RAS question
Which of the following correctly describes the concept of a Marshallian Industrial District?
Correct answer: (C) A geographically concentrated cluster of small and medium enterprises in a related industry, sharing labour pool, knowledge, and suppliers organically.
A Marshallian Industrial District is a geographically concentrated cluster of small and medium enterprises in a related industry that gains from shared labour, specialised suppliers and knowledge spillovers.
Explanation
A Marshallian Industrial District is not a single mega-factory or a state-planned estate; it is an organic regional concentration of many small and medium enterprises working in the same or related industries. The OECD's discussion of regional clusters traces this idea to Alfred Marshall: firms located near one another can become more productive through labour market pooling, knowledge spillovers and supplier specialisation. Its cluster typology also distinguishes "Marshallian" clusters, made mainly of locally owned SMEs, from hub-and-spoke or industrial-complex clusters dominated by one or several large firms.
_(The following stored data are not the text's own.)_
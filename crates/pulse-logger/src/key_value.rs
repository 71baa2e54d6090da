// Copyright (c) 2025 Dimitris Kafetzis
//
// Licensed under the MIT License.
// See LICENSE file in the project root for full license information.
//
// SPDX-License-Identifier: MIT

//! Structured context attached to a single log call.
//!
//! A [`KeyValueMap`] is an insertion-ordered map from string keys to JSON
//! values. Both adapters render it the same way: strings appear verbatim,
//! `null` appears as the literal `"null"`, and every other value appears as
//! compact JSON.

use crate::LoggerError;
use serde_json::{Map, Value};

/// Literal used when a context value is null.
pub const NULL_VALUE: &str = "null";

/// Ordered key/value context for a structured log call.
///
/// # Example
/// ```
/// use pulse_logger::KeyValueMap;
///
/// let mut ctx = KeyValueMap::new();
/// ctx.add("request_id", "abc-123").add("attempt", 2).add("user", None::<String>);
///
/// let rendered: Vec<(&str, String)> = ctx.rendered().collect();
/// assert_eq!(rendered[0], ("request_id", "abc-123".to_string()));
/// assert_eq!(rendered[2], ("user", "null".to_string()));
/// ```
#[derive(Debug, Clone, Default, PartialEq, serde::Serialize)]
#[serde(transparent)]
pub struct KeyValueMap {
    pairs: Map<String, Value>,
}

impl KeyValueMap {
    /// Creates an empty context.
    pub fn new() -> Self {
        Self::default()
    }

    /// Wraps an existing JSON object map.
    pub fn from_map(pairs: Map<String, Value>) -> Self {
        Self { pairs }
    }

    /// Builds a context from an arbitrary JSON value.
    ///
    /// Fails with [`LoggerError::InvalidArgument`] when the value is `null`
    /// or is not an object.
    pub fn from_value(value: Value) -> Result<Self, LoggerError> {
        match value {
            Value::Object(pairs) => Ok(Self { pairs }),
            Value::Null => Err(LoggerError::InvalidArgument(
                "key-value pairs cannot be null".to_string(),
            )),
            other => Err(LoggerError::InvalidArgument(format!(
                "key-value pairs must be an object, got {other}"
            ))),
        }
    }

    /// Inserts `key`, overwriting any previous value. Overwritten keys keep
    /// their original position.
    pub fn add(&mut self, key: impl Into<String>, value: impl Into<Value>) -> &mut Self {
        self.pairs.insert(key.into(), value.into());
        self
    }

    /// Returns the raw value stored under `key`.
    pub fn get(&self, key: &str) -> Option<&Value> {
        self.pairs.get(key)
    }

    pub fn len(&self) -> usize {
        self.pairs.len()
    }

    pub fn is_empty(&self) -> bool {
        self.pairs.is_empty()
    }

    /// Iterates the raw entries in insertion order.
    pub fn iter(&self) -> impl Iterator<Item = (&str, &Value)> {
        self.pairs.iter().map(|(k, v)| (k.as_str(), v))
    }

    /// Iterates the entries rendered to strings, in insertion order.
    pub fn rendered(&self) -> impl Iterator<Item = (&str, String)> {
        self.pairs.iter().map(|(k, v)| (k.as_str(), render_value(v)))
    }

    /// Borrows the underlying map.
    pub fn as_map(&self) -> &Map<String, Value> {
        &self.pairs
    }
}

impl TryFrom<Value> for KeyValueMap {
    type Error = LoggerError;

    fn try_from(value: Value) -> Result<Self, Self::Error> {
        Self::from_value(value)
    }
}

impl From<Map<String, Value>> for KeyValueMap {
    fn from(pairs: Map<String, Value>) -> Self {
        Self::from_map(pairs)
    }
}

impl<K, V> FromIterator<(K, V)> for KeyValueMap
where
    K: Into<String>,
    V: Into<Value>,
{
    fn from_iter<I: IntoIterator<Item = (K, V)>>(iter: I) -> Self {
        let mut map = Self::new();
        for (k, v) in iter {
            map.add(k, v);
        }
        map
    }
}

/// Renders a single context value the way both adapters emit it.
pub fn render_value(value: &Value) -> String {
    match value {
        Value::Null => NULL_VALUE.to_string(),
        Value::String(s) => s.clone(),
        other => other.to_string(),
    }
}

/// Appends `key=value` to `out`, space-separated from what is already there.
///
/// Values that are empty or contain whitespace, `=` or `"` are written as a
/// JSON string literal so the pairs stay unambiguous.
pub(crate) fn push_pair(out: &mut String, key: &str, value: &str) {
    if !out.is_empty() {
        out.push(' ');
    }
    out.push_str(key);
    out.push('=');
    if needs_quoting(value) {
        out.push_str(&Value::from(value).to_string());
    } else {
        out.push_str(value);
    }
}

fn needs_quoting(value: &str) -> bool {
    value.is_empty()
        || value
            .chars()
            .any(|c| c.is_whitespace() || c == '=' || c == '"')
}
That is why option C captures the concept: the district's strength comes from external economies created by proximity, not from ownership integration, tax incentives or government planning.
Why the other options are wrong
- (A) A describes vertical integration by one firm, whereas a Marshallian district rests on many specialised SMEs gaining external economies from proximity.
- (B) B describes an export processing or special economic zone created through policy incentives, not an organically formed cluster of related local firms.
- (D) D is a state-planned industrial township for heavy industry, while Marshall's idea concerns spontaneous agglomeration and shared external economies among firms.
Concept
This tests industrial location, regional specialisation and agglomeration economies in World Geography. RAS asks such ideas because they connect theory with real industrial clusters and regional development patterns.